#### What you need to do
Your answer should be every line of the records that contains the word "triggers".

#### Data for this task
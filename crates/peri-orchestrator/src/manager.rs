//! Connection lifecycle manager
//!
//! Exclusively owns the table of realtime connections, keyed by machine ID.
//! At most one connection exists per machine at any time; a stale connection
//! is closed before a replacement for the same machine is created. All
//! operations are idempotent, because the same external triggers (machine
//! list change, foreground event, manual refresh) can fire in overlapping
//! succession.
//!
//! This layer never retries: the realtime client owns backoff for a single
//! connection, the manager only decides whether a connection should exist.

use dashmap::DashMap;
use std::collections::HashSet;
use std::sync::{Arc, Mutex};
use tokio::sync::mpsc;
use tokio::sync::Mutex as AsyncMutex;

use peri_core::traits::{ClientFactory, EventSink, RealtimeClient};
use peri_core::types::{ConnectionStatus, MachineId, MachineRecord};
use peri_protocol::ClientEvent;

use crate::stores::StatusStore;

/// One held connection
pub struct ManagedConnection {
    /// Machine this connection is bound to
    pub machine_id: MachineId,
    /// Endpoint the client was constructed against
    pub endpoint: String,
    /// Underlying realtime client
    pub client: Arc<dyn RealtimeClient>,
}

/// Table of held connections plus the order they were opened in
///
/// The insertion-order list fixes the "first connected client" fallback used
/// by the command dispatcher; `DashMap` iteration order is unspecified.
///
/// The gate serializes every mutating operation: reconcile triggers come
/// from several tasks (the lifecycle watcher, UI-driven calls), and the
/// check-then-construct-then-insert sequence in `connect` must not
/// interleave, or two racing reconciles could each construct a client for
/// the same machine and leak the overwritten one without a close.
pub struct ConnectionManager {
    connections: DashMap<MachineId, ManagedConnection>,
    order: Mutex<Vec<MachineId>>,
    gate: AsyncMutex<()>,
}

impl ConnectionManager {
    /// Create an empty manager
    pub fn new() -> Self {
        Self {
            connections: DashMap::new(),
            order: Mutex::new(Vec::new()),
            gate: AsyncMutex::new(()),
        }
    }

    /// Open a connection to a machine
    ///
    /// No-op when the held client already reports `Connected`. A held client
    /// in any other state is disconnected first, then exactly one new client
    /// is constructed and told to connect.
    pub async fn connect(
        &self,
        machine: &MachineRecord,
        factory: &Arc<dyn ClientFactory>,
        credential: &str,
        events: mpsc::Sender<(MachineId, ClientEvent)>,
        status: &StatusStore,
    ) {
        let _gate = self.gate.lock().await;
        self.connect_locked(machine, factory, credential, events, status)
            .await;
    }

    async fn connect_locked(
        &self,
        machine: &MachineRecord,
        factory: &Arc<dyn ClientFactory>,
        credential: &str,
        events: mpsc::Sender<(MachineId, ClientEvent)>,
        status: &StatusStore,
    ) {
        let Some(endpoint) = machine.endpoint.as_deref() else {
            tracing::debug!("Machine {} has no endpoint, skipping", machine.id);
            return;
        };

        if let Some(existing) = self.connections.get(&machine.id) {
            if existing.client.status() == ConnectionStatus::Connected {
                return;
            }
            drop(existing);
            tracing::info!("Replacing stale connection to {}", machine.id);
            self.disconnect_locked(&machine.id, status).await;
        }

        tracing::info!("Connecting to {} at {}", machine.id, endpoint);
        let sink = EventSink::new(machine.id.clone(), events);
        let client = factory.create(endpoint, credential, sink);

        self.connections.insert(
            machine.id.clone(),
            ManagedConnection {
                machine_id: machine.id.clone(),
                endpoint: endpoint.to_string(),
                client: Arc::clone(&client),
            },
        );
        {
            let mut order = self.order.lock().unwrap();
            if !order.contains(&machine.id) {
                order.push(machine.id.clone());
            }
        }
        status.set_status(&machine.id, ConnectionStatus::Connecting);

        if let Err(e) = client.connect().await {
            tracing::warn!("Connect to {} failed: {}", machine.id, e);
            status.set_error(&machine.id, e.to_string());
        }
    }

    /// Close and forget a machine's connection; unknown IDs are a no-op
    ///
    /// Drops the machine's status entry entirely; a machine without a held
    /// connection has no status to report.
    pub async fn disconnect(&self, machine_id: &MachineId, status: &StatusStore) {
        let _gate = self.gate.lock().await;
        self.disconnect_locked(machine_id, status).await;
    }

    async fn disconnect_locked(&self, machine_id: &MachineId, status: &StatusStore) {
        let Some((_, held)) = self.connections.remove(machine_id) else {
            return;
        };
        self.order.lock().unwrap().retain(|id| id != machine_id);

        tracing::info!("Disconnecting from {}", machine_id);
        if let Err(e) = held.client.disconnect().await {
            tracing::debug!("Disconnect from {} reported: {}", machine_id, e);
        }
        status.remove(machine_id);
    }

    /// Converge held connections to the connectable set
    ///
    /// Re-entrant: repeated calls with the same input cause no extra side
    /// effects, per the connect/disconnect idempotence rules.
    pub async fn reconcile(
        &self,
        connectable: &[MachineRecord],
        factory: &Arc<dyn ClientFactory>,
        credential: &str,
        events: mpsc::Sender<(MachineId, ClientEvent)>,
        status: &StatusStore,
    ) {
        let _gate = self.gate.lock().await;
        let desired: HashSet<&MachineId> = connectable.iter().map(|m| &m.id).collect();

        for machine_id in self.held_ids() {
            if !desired.contains(&machine_id) {
                self.disconnect_locked(&machine_id, status).await;
            }
        }

        for machine in connectable {
            self.connect_locked(machine, factory, credential, events.clone(), status)
                .await;
        }
    }

    /// Close every held connection
    pub async fn disconnect_all(&self, status: &StatusStore) {
        let _gate = self.gate.lock().await;
        for machine_id in self.held_ids() {
            self.disconnect_locked(&machine_id, status).await;
        }
        status.set_all_disconnected();
    }

    /// Client for a machine, if a connection is held
    pub fn get(&self, machine_id: &MachineId) -> Option<Arc<dyn RealtimeClient>> {
        self.connections
            .get(machine_id)
            .map(|held| Arc::clone(&held.client))
    }

    /// First held client reporting `Connected`, in connection-open order
    pub fn first_connected(&self) -> Option<Arc<dyn RealtimeClient>> {
        let order = self.order.lock().unwrap().clone();
        order.iter().find_map(|machine_id| {
            self.connections
                .get(machine_id)
                .filter(|held| held.client.status() == ConnectionStatus::Connected)
                .map(|held| Arc::clone(&held.client))
        })
    }

    /// Machine IDs with a held connection, in connection-open order
    pub fn held_ids(&self) -> Vec<MachineId> {
        self.order.lock().unwrap().clone()
    }

    /// Number of held connections
    pub fn len(&self) -> usize {
        self.connections.len()
    }

    /// Check if no connections are held
    pub fn is_empty(&self) -> bool {
        self.connections.is_empty()
    }
}

impl Default for ConnectionManager {
    fn default() -> Self {
        Self::new()
    }
}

#### Response to the exercise
//! operations are idempotent, because the same external triggers (machine
/// The gate serializes every mutating operation: reconcile triggers come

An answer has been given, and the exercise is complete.